**Exercise requirements:**
Because only the count matters, report how many lines in the material hold the string "ElementRef" and nothing more.

**Input:**
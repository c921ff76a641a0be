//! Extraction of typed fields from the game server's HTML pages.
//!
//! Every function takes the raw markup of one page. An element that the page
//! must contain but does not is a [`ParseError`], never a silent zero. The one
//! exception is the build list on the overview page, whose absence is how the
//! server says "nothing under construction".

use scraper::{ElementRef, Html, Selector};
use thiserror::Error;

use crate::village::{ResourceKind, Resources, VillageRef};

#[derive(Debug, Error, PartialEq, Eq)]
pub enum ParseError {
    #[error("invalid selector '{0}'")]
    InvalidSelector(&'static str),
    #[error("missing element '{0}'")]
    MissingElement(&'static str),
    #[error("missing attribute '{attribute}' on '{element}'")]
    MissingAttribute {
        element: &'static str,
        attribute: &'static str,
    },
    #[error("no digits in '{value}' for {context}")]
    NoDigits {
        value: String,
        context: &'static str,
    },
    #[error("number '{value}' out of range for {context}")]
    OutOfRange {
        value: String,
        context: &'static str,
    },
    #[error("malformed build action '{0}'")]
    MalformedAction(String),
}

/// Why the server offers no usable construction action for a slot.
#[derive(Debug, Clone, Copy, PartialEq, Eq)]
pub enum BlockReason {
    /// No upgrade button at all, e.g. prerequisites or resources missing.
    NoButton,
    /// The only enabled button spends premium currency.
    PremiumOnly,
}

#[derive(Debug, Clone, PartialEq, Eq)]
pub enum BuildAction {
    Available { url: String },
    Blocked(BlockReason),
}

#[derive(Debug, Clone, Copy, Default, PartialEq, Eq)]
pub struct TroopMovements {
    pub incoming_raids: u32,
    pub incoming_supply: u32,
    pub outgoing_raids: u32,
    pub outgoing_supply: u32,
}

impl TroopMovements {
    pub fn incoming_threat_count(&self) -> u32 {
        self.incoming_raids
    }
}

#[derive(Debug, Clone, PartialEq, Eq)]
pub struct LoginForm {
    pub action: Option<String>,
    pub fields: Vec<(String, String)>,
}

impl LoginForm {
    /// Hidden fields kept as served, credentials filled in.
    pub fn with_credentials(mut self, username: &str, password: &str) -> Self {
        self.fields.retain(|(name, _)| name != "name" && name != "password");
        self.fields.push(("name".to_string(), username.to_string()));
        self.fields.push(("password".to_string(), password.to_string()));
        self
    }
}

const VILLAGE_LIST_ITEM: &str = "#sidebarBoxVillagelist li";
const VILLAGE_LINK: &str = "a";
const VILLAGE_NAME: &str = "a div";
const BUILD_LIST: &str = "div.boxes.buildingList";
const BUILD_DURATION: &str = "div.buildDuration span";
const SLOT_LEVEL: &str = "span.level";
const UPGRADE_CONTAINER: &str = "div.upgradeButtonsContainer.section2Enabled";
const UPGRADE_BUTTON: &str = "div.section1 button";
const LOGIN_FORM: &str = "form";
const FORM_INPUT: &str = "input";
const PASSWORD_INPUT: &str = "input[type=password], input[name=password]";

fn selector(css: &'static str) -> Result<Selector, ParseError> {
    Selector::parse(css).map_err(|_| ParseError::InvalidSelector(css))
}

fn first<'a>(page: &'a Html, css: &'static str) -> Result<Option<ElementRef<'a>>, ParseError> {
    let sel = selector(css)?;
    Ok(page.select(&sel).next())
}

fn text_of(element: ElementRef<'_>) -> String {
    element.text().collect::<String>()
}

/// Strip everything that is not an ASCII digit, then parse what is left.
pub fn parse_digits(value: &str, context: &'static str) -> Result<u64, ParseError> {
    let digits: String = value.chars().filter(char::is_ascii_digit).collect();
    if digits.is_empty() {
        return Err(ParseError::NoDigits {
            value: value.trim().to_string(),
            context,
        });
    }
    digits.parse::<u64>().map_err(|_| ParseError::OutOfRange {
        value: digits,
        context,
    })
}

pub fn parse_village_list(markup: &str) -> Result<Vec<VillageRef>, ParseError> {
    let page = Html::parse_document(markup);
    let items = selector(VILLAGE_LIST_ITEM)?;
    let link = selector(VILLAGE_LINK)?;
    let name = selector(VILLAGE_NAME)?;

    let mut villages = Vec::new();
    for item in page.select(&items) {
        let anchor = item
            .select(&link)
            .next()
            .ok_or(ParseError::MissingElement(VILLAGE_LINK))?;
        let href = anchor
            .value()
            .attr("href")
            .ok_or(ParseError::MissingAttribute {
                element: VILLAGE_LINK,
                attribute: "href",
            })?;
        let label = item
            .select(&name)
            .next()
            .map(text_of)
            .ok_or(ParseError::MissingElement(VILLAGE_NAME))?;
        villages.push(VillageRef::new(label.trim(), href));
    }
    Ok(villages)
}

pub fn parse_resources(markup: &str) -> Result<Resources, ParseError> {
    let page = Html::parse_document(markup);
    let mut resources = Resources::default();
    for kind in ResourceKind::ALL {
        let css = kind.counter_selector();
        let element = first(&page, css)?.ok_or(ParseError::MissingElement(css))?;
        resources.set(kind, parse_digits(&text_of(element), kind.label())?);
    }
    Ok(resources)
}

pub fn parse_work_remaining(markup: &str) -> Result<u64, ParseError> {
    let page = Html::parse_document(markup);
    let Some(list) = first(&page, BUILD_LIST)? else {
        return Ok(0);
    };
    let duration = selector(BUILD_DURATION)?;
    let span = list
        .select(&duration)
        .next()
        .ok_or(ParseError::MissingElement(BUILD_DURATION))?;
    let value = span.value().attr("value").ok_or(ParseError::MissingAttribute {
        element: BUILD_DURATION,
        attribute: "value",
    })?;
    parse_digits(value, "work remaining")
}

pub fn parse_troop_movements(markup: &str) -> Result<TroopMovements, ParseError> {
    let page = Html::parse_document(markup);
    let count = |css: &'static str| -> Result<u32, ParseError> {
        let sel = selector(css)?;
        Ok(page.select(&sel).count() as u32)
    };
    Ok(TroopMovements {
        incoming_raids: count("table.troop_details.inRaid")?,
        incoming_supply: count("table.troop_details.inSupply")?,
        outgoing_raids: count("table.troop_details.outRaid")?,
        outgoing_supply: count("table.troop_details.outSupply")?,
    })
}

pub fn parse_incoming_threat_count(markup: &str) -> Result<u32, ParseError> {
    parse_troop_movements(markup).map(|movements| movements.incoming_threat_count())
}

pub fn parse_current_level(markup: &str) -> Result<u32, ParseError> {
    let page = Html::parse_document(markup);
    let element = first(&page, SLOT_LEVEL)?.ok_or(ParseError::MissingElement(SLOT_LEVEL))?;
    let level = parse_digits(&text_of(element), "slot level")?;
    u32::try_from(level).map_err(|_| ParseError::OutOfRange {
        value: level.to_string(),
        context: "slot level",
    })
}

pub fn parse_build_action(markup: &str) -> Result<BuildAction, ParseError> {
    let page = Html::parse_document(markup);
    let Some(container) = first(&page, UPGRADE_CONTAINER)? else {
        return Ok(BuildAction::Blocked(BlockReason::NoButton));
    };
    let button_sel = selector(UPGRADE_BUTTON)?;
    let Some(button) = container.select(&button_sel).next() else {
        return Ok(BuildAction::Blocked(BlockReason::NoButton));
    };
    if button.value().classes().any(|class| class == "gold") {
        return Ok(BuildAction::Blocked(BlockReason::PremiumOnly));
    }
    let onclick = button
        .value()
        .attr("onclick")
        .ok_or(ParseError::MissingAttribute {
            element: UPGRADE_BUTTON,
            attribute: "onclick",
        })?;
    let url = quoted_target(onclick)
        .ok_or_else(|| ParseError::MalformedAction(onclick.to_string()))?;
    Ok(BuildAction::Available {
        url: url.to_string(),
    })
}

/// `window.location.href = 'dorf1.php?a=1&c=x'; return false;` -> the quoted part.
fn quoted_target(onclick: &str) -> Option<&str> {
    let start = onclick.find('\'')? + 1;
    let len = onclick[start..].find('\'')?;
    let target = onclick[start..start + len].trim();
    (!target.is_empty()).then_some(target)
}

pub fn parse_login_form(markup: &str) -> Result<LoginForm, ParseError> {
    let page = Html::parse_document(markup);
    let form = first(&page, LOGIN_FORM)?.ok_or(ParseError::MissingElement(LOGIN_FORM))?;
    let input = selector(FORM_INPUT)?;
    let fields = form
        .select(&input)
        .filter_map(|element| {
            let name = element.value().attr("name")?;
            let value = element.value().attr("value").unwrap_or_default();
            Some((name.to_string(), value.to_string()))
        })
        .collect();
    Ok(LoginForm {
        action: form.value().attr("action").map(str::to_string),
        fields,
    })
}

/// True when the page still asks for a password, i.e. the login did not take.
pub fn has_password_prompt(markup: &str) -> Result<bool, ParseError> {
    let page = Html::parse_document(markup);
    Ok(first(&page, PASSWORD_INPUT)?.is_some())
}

==

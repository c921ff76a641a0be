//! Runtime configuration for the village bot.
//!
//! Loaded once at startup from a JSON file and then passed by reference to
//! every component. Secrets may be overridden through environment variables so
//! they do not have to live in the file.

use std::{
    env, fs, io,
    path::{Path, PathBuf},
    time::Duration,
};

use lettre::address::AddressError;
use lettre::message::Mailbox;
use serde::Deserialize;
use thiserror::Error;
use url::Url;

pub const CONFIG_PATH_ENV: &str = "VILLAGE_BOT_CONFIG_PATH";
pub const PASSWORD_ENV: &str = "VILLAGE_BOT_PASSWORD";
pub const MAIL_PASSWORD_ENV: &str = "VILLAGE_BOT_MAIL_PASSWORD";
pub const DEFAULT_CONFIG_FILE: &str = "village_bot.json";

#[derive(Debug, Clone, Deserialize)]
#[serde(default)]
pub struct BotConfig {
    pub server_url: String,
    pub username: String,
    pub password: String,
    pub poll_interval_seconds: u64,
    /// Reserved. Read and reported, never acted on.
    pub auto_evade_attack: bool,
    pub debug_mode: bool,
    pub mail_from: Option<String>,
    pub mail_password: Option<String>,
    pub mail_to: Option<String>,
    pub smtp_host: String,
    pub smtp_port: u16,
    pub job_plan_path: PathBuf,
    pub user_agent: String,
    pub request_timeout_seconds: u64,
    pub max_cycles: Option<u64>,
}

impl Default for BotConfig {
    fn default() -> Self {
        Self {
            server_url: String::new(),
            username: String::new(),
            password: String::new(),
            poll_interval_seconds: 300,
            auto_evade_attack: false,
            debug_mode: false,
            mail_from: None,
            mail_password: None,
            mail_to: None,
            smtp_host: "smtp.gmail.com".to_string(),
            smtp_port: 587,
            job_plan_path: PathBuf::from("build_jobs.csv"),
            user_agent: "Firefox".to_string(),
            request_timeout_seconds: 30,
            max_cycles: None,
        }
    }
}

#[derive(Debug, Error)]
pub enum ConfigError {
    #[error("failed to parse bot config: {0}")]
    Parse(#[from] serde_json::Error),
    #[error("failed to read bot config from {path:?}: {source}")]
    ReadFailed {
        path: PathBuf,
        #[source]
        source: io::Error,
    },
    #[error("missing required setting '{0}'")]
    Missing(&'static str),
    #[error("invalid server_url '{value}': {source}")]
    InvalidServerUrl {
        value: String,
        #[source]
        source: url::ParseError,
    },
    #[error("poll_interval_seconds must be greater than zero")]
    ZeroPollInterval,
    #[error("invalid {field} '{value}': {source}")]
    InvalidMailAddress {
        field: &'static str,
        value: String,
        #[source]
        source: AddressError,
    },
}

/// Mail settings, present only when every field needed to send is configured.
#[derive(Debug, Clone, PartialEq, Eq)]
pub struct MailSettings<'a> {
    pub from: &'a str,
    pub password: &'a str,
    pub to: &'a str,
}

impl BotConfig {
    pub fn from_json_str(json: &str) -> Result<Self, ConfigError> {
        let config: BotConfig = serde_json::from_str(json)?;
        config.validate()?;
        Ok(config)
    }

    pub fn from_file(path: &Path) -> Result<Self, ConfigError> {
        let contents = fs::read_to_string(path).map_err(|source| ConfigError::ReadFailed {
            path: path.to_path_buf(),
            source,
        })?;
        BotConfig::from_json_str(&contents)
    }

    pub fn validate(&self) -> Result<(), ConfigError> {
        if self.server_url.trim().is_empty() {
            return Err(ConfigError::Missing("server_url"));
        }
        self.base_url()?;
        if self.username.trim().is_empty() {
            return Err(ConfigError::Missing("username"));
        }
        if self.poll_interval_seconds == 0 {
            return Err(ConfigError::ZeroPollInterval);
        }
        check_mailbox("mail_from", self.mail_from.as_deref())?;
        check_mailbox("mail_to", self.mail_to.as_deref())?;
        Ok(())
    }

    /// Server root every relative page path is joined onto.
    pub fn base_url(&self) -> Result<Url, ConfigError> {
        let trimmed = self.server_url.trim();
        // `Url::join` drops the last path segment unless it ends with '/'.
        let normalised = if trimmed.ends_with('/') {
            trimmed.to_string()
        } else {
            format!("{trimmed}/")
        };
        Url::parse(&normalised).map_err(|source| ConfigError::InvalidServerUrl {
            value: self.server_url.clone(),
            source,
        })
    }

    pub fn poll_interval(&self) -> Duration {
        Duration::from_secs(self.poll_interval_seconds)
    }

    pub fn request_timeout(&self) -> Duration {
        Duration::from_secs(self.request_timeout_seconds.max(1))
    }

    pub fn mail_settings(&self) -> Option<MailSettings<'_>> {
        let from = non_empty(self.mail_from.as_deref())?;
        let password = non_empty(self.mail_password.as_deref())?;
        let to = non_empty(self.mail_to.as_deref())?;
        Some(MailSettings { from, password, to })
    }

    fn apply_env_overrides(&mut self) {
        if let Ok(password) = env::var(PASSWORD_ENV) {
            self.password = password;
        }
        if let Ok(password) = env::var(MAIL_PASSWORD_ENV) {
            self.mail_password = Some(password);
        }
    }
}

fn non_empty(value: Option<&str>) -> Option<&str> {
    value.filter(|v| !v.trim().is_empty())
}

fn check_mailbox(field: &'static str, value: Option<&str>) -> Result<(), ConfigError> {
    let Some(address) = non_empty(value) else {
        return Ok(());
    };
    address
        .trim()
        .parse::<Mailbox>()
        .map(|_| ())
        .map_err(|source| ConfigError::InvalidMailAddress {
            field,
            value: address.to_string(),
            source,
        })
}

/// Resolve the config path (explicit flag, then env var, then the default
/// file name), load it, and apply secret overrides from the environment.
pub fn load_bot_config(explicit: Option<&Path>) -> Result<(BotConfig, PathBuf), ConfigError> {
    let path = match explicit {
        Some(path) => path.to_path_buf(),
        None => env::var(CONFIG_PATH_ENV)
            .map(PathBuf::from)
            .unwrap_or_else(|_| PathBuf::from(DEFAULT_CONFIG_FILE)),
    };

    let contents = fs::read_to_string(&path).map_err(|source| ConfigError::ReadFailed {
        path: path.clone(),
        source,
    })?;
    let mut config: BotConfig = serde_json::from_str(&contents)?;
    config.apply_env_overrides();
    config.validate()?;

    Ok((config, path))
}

--

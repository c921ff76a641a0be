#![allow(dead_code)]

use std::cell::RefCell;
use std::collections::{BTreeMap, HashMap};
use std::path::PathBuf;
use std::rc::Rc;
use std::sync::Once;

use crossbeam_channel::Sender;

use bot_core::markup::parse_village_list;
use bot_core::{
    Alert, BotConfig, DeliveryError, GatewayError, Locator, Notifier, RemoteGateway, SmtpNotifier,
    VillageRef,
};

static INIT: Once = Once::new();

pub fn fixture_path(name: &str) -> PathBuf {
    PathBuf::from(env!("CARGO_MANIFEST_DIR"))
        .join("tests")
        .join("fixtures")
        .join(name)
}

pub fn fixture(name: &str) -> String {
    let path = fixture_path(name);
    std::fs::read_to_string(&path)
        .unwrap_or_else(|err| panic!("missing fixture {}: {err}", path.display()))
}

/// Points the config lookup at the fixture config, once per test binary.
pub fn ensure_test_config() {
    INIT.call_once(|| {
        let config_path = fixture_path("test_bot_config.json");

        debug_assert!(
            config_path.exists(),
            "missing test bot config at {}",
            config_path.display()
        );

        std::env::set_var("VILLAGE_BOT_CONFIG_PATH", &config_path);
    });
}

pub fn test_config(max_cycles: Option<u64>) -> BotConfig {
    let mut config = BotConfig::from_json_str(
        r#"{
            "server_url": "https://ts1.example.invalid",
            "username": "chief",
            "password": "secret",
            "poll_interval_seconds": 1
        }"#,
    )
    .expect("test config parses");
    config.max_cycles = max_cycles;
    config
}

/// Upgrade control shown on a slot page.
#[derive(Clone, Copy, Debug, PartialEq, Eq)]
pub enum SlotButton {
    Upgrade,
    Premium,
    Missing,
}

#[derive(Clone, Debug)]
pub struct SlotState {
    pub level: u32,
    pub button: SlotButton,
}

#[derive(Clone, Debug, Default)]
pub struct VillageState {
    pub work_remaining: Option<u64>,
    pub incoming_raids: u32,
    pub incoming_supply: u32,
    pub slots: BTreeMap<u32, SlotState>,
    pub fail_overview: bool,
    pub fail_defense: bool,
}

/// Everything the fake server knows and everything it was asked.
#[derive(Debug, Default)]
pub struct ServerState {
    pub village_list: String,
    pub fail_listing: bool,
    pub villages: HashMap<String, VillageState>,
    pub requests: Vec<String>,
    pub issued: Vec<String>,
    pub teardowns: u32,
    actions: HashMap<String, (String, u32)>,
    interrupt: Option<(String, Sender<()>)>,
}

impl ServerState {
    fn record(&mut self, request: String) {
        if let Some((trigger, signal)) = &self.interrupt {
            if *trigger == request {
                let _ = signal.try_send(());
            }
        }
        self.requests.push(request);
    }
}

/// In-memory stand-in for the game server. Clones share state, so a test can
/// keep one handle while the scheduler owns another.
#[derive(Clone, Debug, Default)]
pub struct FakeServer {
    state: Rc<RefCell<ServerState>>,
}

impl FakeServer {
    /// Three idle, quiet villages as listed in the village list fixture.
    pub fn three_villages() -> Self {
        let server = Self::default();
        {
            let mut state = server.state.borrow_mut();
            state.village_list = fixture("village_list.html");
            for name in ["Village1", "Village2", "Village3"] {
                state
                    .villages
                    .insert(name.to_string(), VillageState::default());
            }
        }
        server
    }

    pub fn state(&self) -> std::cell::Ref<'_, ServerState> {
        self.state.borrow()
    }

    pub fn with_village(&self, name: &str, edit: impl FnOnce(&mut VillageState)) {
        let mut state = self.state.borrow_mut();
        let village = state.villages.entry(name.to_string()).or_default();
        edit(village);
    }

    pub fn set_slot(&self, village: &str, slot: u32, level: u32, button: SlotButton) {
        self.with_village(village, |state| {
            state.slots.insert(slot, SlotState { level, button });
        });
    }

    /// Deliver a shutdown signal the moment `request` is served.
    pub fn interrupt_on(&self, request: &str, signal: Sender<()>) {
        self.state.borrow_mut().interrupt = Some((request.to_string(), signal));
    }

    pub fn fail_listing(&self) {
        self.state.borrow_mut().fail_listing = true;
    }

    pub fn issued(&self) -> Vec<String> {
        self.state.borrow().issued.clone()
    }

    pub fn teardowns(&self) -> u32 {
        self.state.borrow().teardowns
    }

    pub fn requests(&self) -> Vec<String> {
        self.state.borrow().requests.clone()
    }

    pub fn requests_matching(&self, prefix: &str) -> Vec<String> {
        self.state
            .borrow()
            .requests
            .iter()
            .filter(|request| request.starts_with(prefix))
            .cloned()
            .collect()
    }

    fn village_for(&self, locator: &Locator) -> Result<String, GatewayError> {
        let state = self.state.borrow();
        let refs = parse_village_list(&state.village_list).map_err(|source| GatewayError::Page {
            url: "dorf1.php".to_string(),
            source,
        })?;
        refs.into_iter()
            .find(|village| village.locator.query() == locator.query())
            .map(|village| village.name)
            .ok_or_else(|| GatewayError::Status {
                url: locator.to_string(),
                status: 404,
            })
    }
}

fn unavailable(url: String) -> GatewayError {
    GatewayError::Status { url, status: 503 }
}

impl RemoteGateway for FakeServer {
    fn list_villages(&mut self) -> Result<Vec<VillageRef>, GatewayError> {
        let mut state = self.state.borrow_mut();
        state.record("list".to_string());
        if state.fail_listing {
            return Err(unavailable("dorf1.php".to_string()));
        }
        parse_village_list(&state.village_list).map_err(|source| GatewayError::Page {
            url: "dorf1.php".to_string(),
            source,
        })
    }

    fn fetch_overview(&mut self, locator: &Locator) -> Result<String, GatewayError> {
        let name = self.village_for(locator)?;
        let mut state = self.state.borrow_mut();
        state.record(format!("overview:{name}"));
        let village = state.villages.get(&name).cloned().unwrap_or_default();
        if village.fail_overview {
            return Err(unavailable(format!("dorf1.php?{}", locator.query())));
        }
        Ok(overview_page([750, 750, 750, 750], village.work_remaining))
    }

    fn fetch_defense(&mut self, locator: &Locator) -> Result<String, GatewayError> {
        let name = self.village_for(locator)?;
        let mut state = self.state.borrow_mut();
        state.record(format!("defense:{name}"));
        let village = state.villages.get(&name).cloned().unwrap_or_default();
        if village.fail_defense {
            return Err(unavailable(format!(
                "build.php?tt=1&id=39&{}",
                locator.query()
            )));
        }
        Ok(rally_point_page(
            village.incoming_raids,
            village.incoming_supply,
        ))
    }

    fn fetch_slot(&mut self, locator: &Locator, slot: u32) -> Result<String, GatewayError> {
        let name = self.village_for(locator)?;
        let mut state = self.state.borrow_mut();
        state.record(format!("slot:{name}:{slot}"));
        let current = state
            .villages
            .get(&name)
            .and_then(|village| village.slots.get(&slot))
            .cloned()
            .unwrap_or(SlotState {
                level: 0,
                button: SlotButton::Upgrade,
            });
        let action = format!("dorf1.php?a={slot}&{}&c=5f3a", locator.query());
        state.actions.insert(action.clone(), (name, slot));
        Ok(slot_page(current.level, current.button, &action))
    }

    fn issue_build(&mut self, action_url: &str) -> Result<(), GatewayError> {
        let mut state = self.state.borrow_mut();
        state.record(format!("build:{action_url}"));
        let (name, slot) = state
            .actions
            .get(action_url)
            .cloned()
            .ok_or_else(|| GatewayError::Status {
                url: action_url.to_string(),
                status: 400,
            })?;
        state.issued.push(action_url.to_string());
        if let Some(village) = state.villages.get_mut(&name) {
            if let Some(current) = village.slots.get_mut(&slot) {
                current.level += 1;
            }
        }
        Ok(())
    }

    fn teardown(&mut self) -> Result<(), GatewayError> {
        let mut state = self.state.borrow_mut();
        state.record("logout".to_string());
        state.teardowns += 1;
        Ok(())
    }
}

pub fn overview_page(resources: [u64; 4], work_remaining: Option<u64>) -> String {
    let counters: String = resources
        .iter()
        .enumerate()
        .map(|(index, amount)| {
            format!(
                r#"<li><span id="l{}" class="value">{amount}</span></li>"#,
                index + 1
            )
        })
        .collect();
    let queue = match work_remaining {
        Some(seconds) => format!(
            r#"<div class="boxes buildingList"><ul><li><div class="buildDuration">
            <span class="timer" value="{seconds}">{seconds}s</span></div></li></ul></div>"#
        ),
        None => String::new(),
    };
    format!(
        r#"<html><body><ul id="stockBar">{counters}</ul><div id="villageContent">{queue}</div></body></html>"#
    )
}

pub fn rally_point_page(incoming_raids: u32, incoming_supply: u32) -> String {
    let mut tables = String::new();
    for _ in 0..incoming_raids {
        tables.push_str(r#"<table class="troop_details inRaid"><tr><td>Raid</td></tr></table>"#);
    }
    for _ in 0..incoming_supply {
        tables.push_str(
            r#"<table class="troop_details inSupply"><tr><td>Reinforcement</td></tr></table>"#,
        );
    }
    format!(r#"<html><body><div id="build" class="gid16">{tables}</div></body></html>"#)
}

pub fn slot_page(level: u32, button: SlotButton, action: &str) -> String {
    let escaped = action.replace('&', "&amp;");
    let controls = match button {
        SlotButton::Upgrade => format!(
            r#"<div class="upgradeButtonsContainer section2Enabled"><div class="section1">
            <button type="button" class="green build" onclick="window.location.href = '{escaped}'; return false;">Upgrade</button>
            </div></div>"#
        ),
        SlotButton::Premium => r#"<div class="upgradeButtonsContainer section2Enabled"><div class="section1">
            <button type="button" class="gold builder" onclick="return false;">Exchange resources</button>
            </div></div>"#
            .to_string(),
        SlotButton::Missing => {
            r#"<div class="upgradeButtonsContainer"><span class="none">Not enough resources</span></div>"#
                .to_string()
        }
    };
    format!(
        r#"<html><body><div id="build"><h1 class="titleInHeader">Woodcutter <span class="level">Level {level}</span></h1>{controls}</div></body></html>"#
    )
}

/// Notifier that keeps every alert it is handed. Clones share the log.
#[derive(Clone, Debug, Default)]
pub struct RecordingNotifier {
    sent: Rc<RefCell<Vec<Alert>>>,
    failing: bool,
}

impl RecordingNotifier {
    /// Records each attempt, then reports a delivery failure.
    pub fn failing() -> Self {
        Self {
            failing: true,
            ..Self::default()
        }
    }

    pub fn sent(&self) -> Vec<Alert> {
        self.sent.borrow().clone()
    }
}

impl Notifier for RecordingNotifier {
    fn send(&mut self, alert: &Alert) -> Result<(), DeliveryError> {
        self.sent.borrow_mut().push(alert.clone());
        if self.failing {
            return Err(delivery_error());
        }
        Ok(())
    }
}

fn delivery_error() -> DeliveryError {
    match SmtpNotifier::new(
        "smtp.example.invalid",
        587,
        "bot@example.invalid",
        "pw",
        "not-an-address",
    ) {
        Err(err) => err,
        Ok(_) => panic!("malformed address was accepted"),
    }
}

**Answer section:**
3